Données. La licence de données prescrite par la directive de la Ville (ODbL) est une licence à réciprocité. Bien que nous n'ayons pas d'objection particulière envers cette licence, il assez curieux que la licence de données «officielle» de la Ville[7], la Creative Commons BY 4.0 (une licence sans réciprocité) ne soit pas une option.

Image et documentation. La directive indique que «les images et la documentation» seront sous «une des licences Creative Commons». Il est très important ici de préciser de quelles licences Creative Commons et de quelles versions on parle. Les versions les plus récentes (4.0) sont généralement recommandables et les licences qui comportent les conditions NC et ND ne sont en général pas recommandables pour les images et la documentation des logiciels. Il vaudrait mieux dans ce contexte préciser l'utilisation des licences CC BY-SA 4.0 et CC BY 4.0.

Choix de GitHub.com, plateforme non libre

Le choix de GitHub.com comme forge est contestable du fait qu'il s'agit d'une plateforme non libre dont le modèles d'affaires entraîne la captivité des utilisateurs et la centralisation d'Internet au même titre que toutes les autres plateformes du même type. Il est assez paradoxal dans une Politique sur l'utilisation et le développement des logiciels et du matériel libres de négliger ce fait.

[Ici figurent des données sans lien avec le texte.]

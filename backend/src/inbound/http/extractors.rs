//! Extractor configuration turning actix rejection errors into domain errors.
//!
//! Without these, a non-numeric path segment or a broken JSON body would get
//! actix's plain-text 400/404 instead of the JSON error body.

use actix_web::error::{JsonPayloadError, PathError, QueryPayloadError, UrlencodedError};
use actix_web::{HttpRequest, web};
use tracing::debug;

use crate::domain::Error;

fn path_error(err: PathError, req: &HttpRequest) -> actix_web::Error {
    debug!(error = %err, path = req.path(), "rejected path parameter");
    Error::invalid_parameter_format(format!("Parametro de ruta invalido: {err}")).into()
}

fn query_error(err: QueryPayloadError, _req: &HttpRequest) -> actix_web::Error {
    debug!(error = %err, "rejected query string");
    Error::invalid_parameter_format(format!("Parametro de consulta invalido: {err}")).into()
}

fn json_error(err: JsonPayloadError, _req: &HttpRequest) -> actix_web::Error {
    debug!(error = %err, "rejected JSON body");
    Error::malformed_json(String::new()).into()
}

fn form_error(err: UrlencodedError, _req: &HttpRequest) -> actix_web::Error {
    debug!(error = %err, "rejected login form");
    Error::unauthorized(String::new()).into()
}

/// Register the extractor error handlers on a scope or app.
pub fn configure(cfg: &mut web::ServiceConfig) {
    cfg.app_data(web::PathConfig::default().error_handler(path_error))
        .app_data(web::QueryConfig::default().error_handler(query_error))
        .app_data(web::JsonConfig::default().error_handler(json_error))
        .app_data(web::FormConfig::default().error_handler(form_error));
}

Nous comprenons bien sûr l'attrait de la plateforme : le grand nombre d'utilisateurs, la visibilité que l'on s'imagine qu'elle apportera aux projets qu'elle héberge, etc. La bonne nouvelle c'est que contrairement à d'autres plateformes non libres, il est relativement aisé d'en sortir du fait qu'elle repose sur git, un logiciel libre très utilisé par les développeurs du monde entier. On peut donc migrer dans et hors de github.com beaucoup plus facilement que dans et hors de Windows pour donner une exemple extrême.

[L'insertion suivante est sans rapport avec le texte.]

//! Authentication gate for protected routes.
//!
//! [`Authentication`] runs before routing. Public routes pass straight
//! through; everything else needs either an `Authorization: Basic` header
//! that [`LoginService`](crate::domain::ports::LoginService) accepts or a
//! session established by `POST /login`. Rejections are answered here, so
//! no extractor or handler of a protected route ever runs for an anonymous
//! caller.

use std::rc::Rc;
use std::task::{Context, Poll};

use actix_session::SessionExt;
use actix_web::body::EitherBody;
use actix_web::dev::{Service, ServiceRequest, ServiceResponse, Transform};
use actix_web::http::Method;
use actix_web::http::header::AUTHORIZATION;
use actix_web::{ResponseError, web};
use base64::Engine;
use base64::engine::general_purpose::STANDARD;
use futures_util::future::{LocalBoxFuture, Ready, ready};
use tracing::debug;

use crate::domain::{Error, LoginCredentials};

use super::session::SessionContext;
use super::state::HttpState;

/// Whether `method path` may be served without credentials.
///
/// Public: `GET /hoteles`, `GET /hoteles/{one segment}`, login and logout,
/// health probes and the API docs.
///
/// # Examples
/// ```
/// use actix_web::http::Method;
/// use hotel_backend::inbound::http::auth::is_public;
///
/// assert!(is_public(&Method::GET, "/hoteles/busqueda"));
/// assert!(!is_public(&Method::GET, "/hoteles/precio/100"));
/// assert!(!is_public(&Method::POST, "/hoteles"));
/// ```
pub fn is_public(method: &Method, path: &str) -> bool {
    if matches!(path, "/login" | "/logout" | "/docs")
        || ["/health/", "/docs/", "/api-docs/"]
            .iter()
            .any(|prefix| path.starts_with(prefix))
    {
        return true;
    }
    if method != Method::GET {
        return false;
    }
    match path.strip_prefix("/hoteles") {
        Some("" | "/") => true,
        Some(rest) => rest
            .strip_prefix('/')
            .is_some_and(|segment| !segment.is_empty() && !segment.contains('/')),
        None => false,
    }
}

/// Parse an `Authorization: Basic` header value into credentials.
///
/// # Errors
/// `Unauthorized` for any other scheme, bad base64, non UTF-8 payload,
/// a missing `:` separator or blank parts.
pub fn decode_basic(header: &str) -> Result<LoginCredentials, Error> {
    let (scheme, encoded) = header
        .trim()
        .split_once(' ')
        .ok_or_else(|| Error::unauthorized("Cabecera Authorization mal formada"))?;
    if !scheme.eq_ignore_ascii_case("basic") {
        return Err(Error::unauthorized("Esquema de autenticacion no soportado"));
    }
    let decoded = STANDARD
        .decode(encoded.trim())
        .map_err(|_| Error::unauthorized("Credenciales Basic mal codificadas"))?;
    let decoded = String::from_utf8(decoded)
        .map_err(|_| Error::unauthorized("Credenciales Basic mal codificadas"))?;
    let (username, password) = decoded
        .split_once(':')
        .ok_or_else(|| Error::unauthorized("Credenciales Basic mal formadas"))?;
    LoginCredentials::try_from_parts(username, password)
        .map_err(|err| Error::unauthorized(err.to_string()))
}

async fn authenticate_request(req: &ServiceRequest) -> Result<String, Error> {
    let state = req
        .app_data::<web::Data<HttpState>>()
        .ok_or_else(|| Error::internal("HTTP state not registered"))?;

    if let Some(header) = req.headers().get(AUTHORIZATION) {
        let header = header
            .to_str()
            .map_err(|_| Error::unauthorized("Cabecera Authorization mal formada"))?;
        let credentials = decode_basic(header)?;
        let user = state.login.authenticate(&credentials).await?;
        return Ok(user.username().to_owned());
    }

    SessionContext::new(req.get_session())
        .username()?
        .ok_or_else(|| Error::unauthorized("Se requiere autenticacion"))
}

/// Middleware factory guarding protected routes.
///
/// Must be wrapped inside the session middleware so the session cookie is
/// available.
#[derive(Clone, Copy, Debug, Default)]
pub struct Authentication;

impl<S, B> Transform<S, ServiceRequest> for Authentication
where
    S: Service<ServiceRequest, Response = ServiceResponse<B>, Error = actix_web::Error> + 'static,
    S::Future: 'static,
    B: 'static,
{
    type Response = ServiceResponse<EitherBody<B>>;
    type Error = actix_web::Error;
    type InitError = ();
    type Transform = AuthenticationMiddleware<S>;
    type Future = Ready<Result<Self::Transform, Self::InitError>>;

    fn new_transform(&self, service: S) -> Self::Future {
        ready(Ok(AuthenticationMiddleware {
            service: Rc::new(service),
        }))
    }
}

/// Service produced by [`Authentication`].
pub struct AuthenticationMiddleware<S> {
    service: Rc<S>,
}

impl<S, B> Service<ServiceRequest> for AuthenticationMiddleware<S>
where
    S: Service<ServiceRequest, Response = ServiceResponse<B>, Error = actix_web::Error> + 'static,
    S::Future: 'static,
    B: 'static,
{
    type Response = ServiceResponse<EitherBody<B>>;
    type Error = actix_web::Error;
    type Future = LocalBoxFuture<'static, Result<Self::Response, Self::Error>>;

    fn poll_ready(&self, cx: &mut Context<'_>) -> Poll<Result<(), Self::Error>> {
        self.service.poll_ready(cx)
    }

    fn call(&self, req: ServiceRequest) -> Self::Future {
        if is_public(req.method(), req.path()) {
            let fut = self.service.call(req);
            return Box::pin(async move { fut.await.map(ServiceResponse::map_into_left_body) });
        }

        let service = Rc::clone(&self.service);
        Box::pin(async move {
            match authenticate_request(&req).await {
                Ok(username) => {
                    debug!(username = %username, path = req.path(), "request authenticated");
                    service
                        .call(req)
                        .await
                        .map(ServiceResponse::map_into_left_body)
                }
                Err(err) => {
                    debug!(kind = ?err.kind(), path = req.path(), "request rejected");
                    let response = err.error_response();
                    Ok(req.into_response(response).map_into_right_body())
                }
            }
        })
    }
}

Ce qu'il est possible et recommandé de faire c'est de ne pas imposer de plateforme dans la politique de la Ville de Montréal, comme le fait notamment la Politique de contribution aux logiciels libres de l'État de la DINSIC (France).

Notes et références

  1. Ceux et celles qui ne seraient pas encore convaincus des conséquences négatives d'utiliser des logiciels qui ont des propriétaires sont invités à visionner l'enquête The Microsoft Dilemma. Is Europe Being Colonized by Software? (2018) produite initialement en allemand et disponible en traduction anglaise [1].
  2. Voir notamment le Royaume-Uni[2], les États-Unis[3], la France[4], le Canada[5].
  3. Il y a d'importants défis à relever en suivant cette troisième voie, notamment pour les communs que sont les données libres et ouvertes. Voir à ce sujet notre article « Données ouvertes : comment développer et protéger ces nouveaux communs ? »[6]
  4. Cela dit, l'expérience a montré que du code qu'on pensait au départ de peu d'intérêt pour les autres peut se retrouver très prisé pour des motifs insoupçonnés. Il faut donc être prudent ici de ne pas garder pour nous un peu n'importe quoi. Même si le code n'est jamais réutilisé, il peut être lu par d'autres qui s'en inspireront ou qui nous rapporteront des bogues et même des ajouts, des correctifs et des suggestions utiles.